Recorded data:
○ ○ ○
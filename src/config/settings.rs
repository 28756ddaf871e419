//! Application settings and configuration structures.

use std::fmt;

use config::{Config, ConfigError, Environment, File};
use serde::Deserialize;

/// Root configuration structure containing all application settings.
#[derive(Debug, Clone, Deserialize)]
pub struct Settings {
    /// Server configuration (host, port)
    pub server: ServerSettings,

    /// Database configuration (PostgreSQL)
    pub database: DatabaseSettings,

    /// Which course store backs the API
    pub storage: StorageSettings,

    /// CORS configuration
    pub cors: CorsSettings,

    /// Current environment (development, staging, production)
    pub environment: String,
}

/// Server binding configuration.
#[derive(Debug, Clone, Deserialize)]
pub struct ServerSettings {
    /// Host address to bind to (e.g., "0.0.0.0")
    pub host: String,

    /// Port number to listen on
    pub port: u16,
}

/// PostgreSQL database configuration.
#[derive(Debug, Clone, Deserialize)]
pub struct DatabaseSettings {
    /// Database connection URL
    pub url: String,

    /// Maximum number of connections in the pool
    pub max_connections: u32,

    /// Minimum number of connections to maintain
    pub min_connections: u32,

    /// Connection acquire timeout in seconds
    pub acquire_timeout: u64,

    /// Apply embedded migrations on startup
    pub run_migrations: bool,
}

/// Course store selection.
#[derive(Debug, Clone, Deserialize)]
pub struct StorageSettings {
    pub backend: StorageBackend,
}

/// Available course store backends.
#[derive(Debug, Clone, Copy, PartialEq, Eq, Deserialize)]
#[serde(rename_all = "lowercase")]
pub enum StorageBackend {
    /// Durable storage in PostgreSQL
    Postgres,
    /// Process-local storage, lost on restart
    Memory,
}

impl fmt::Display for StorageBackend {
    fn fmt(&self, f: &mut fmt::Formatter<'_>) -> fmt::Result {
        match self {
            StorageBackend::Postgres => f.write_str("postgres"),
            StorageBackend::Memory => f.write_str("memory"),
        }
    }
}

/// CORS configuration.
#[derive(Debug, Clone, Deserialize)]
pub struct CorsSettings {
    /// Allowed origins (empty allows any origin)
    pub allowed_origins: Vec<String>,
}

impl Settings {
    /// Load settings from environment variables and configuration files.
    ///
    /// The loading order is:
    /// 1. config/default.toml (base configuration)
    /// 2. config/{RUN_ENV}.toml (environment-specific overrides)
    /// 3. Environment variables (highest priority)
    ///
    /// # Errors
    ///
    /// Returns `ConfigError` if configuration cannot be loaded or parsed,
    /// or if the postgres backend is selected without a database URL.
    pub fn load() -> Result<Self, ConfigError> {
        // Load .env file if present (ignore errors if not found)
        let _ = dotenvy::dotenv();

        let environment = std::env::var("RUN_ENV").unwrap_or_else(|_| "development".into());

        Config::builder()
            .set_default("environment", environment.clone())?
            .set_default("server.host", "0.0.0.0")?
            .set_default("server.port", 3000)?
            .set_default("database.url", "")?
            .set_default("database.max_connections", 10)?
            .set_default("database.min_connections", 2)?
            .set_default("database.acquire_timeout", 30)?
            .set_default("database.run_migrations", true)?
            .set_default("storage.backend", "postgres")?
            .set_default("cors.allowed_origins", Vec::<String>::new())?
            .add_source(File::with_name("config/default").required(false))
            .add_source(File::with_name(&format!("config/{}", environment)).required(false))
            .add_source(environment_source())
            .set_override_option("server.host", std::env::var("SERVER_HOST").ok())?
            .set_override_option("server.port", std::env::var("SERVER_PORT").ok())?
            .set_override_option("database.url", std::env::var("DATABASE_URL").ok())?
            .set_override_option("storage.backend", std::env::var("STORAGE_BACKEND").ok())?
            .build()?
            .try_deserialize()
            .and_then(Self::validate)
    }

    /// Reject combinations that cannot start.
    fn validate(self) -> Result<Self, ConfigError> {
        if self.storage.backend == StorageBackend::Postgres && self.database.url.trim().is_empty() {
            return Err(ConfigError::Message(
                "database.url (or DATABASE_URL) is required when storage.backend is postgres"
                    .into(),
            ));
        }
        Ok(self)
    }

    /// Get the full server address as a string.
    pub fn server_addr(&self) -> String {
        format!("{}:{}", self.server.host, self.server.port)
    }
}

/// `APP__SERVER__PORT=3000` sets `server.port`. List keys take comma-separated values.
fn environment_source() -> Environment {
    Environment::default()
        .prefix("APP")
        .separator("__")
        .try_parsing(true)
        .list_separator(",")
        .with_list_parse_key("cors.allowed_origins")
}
○ ○ ○
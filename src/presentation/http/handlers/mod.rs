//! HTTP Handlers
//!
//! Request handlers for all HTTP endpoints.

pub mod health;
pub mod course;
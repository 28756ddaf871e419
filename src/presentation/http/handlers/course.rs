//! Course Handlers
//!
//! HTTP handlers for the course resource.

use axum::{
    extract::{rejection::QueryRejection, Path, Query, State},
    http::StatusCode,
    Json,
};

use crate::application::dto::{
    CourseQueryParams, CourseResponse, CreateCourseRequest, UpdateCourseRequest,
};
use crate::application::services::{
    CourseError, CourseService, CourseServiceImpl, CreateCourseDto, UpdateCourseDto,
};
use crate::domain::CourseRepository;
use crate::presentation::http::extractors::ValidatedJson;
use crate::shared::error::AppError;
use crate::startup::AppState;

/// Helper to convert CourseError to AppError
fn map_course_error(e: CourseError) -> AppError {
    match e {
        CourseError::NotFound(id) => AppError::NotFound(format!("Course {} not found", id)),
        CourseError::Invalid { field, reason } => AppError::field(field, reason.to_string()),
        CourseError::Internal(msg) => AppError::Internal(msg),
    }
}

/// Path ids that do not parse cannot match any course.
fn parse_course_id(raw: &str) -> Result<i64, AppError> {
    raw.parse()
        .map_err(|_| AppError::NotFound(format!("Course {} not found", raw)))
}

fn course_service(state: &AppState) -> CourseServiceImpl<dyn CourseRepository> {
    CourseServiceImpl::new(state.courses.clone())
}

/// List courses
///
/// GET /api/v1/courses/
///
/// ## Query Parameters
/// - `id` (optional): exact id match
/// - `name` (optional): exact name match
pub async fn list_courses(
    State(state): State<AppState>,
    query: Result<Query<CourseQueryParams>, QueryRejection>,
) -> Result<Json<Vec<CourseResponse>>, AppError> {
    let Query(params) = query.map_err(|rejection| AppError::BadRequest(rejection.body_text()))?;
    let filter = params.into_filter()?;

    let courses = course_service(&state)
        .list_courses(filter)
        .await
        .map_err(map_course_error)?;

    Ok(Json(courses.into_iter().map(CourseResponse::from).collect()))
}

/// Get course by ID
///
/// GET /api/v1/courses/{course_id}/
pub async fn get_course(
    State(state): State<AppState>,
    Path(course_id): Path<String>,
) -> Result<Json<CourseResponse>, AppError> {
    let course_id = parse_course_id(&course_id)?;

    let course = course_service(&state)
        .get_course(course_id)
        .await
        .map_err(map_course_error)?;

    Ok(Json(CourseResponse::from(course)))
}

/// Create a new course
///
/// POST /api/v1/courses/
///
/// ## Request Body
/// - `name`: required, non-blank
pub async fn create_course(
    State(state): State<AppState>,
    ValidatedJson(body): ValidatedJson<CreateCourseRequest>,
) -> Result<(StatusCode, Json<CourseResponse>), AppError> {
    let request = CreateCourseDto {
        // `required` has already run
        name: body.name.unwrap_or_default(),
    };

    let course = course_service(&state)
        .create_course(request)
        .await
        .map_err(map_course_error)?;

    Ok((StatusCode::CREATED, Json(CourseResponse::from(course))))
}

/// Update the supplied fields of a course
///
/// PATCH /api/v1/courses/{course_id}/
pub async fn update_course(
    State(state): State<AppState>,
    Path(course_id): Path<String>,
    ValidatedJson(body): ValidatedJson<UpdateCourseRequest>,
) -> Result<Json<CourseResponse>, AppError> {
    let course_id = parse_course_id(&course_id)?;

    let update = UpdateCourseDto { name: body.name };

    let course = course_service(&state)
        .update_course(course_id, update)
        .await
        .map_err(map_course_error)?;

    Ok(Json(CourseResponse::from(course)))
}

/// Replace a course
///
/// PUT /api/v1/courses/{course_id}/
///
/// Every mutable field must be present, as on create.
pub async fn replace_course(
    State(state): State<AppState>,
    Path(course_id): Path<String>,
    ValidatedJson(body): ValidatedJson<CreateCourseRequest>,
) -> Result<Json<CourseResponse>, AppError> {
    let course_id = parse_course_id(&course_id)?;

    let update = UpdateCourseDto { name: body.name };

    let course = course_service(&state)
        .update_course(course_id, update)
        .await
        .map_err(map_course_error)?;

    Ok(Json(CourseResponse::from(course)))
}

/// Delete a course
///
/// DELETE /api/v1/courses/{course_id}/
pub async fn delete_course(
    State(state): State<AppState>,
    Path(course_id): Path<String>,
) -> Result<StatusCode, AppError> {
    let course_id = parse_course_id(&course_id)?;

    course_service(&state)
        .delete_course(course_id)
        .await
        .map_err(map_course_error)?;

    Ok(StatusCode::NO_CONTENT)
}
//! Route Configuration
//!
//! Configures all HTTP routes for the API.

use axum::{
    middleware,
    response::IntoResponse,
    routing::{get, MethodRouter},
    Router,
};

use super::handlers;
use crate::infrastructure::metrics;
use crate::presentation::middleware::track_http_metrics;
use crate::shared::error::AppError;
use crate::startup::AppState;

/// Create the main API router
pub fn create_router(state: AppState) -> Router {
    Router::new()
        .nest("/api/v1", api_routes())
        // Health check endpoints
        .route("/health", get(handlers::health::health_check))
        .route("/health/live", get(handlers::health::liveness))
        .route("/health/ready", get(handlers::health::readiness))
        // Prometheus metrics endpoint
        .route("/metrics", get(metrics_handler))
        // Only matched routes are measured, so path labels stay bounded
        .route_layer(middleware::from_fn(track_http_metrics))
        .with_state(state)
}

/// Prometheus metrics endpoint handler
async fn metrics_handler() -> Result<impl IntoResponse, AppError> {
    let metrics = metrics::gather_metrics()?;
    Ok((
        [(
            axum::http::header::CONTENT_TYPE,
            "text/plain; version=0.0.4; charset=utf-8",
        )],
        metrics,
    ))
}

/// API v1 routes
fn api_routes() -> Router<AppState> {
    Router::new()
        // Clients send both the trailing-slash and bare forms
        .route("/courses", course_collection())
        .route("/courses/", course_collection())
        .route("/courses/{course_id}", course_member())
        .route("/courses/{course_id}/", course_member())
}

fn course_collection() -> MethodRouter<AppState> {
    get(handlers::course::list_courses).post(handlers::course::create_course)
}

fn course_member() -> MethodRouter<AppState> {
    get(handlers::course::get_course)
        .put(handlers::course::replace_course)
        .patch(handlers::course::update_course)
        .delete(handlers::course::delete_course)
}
○ ○ ○
**What you are asked to do**
Output, from the data above, the lines from the line with "The loading order" to the line with "let _ = dotenvy::dotenv();" exactly as they stand, both ends included and nothing else.

**Result for this exercise**
    /// The loading order is:
    /// 1. config/default.toml (base configuration)
    /// 2. config/{RUN_ENV}.toml (environment-specific overrides)
    /// 3. Environment variables (highest priority)
    ///
    /// # Errors
    ///
    /// Returns `ConfigError` if configuration cannot be loaded or parsed,
    /// or if the postgres backend is selected without a database URL.
    pub fn load() -> Result<Self, ConfigError> {
        // Load .env file if present (ignore errors if not found)
        let _ = dotenvy::dotenv();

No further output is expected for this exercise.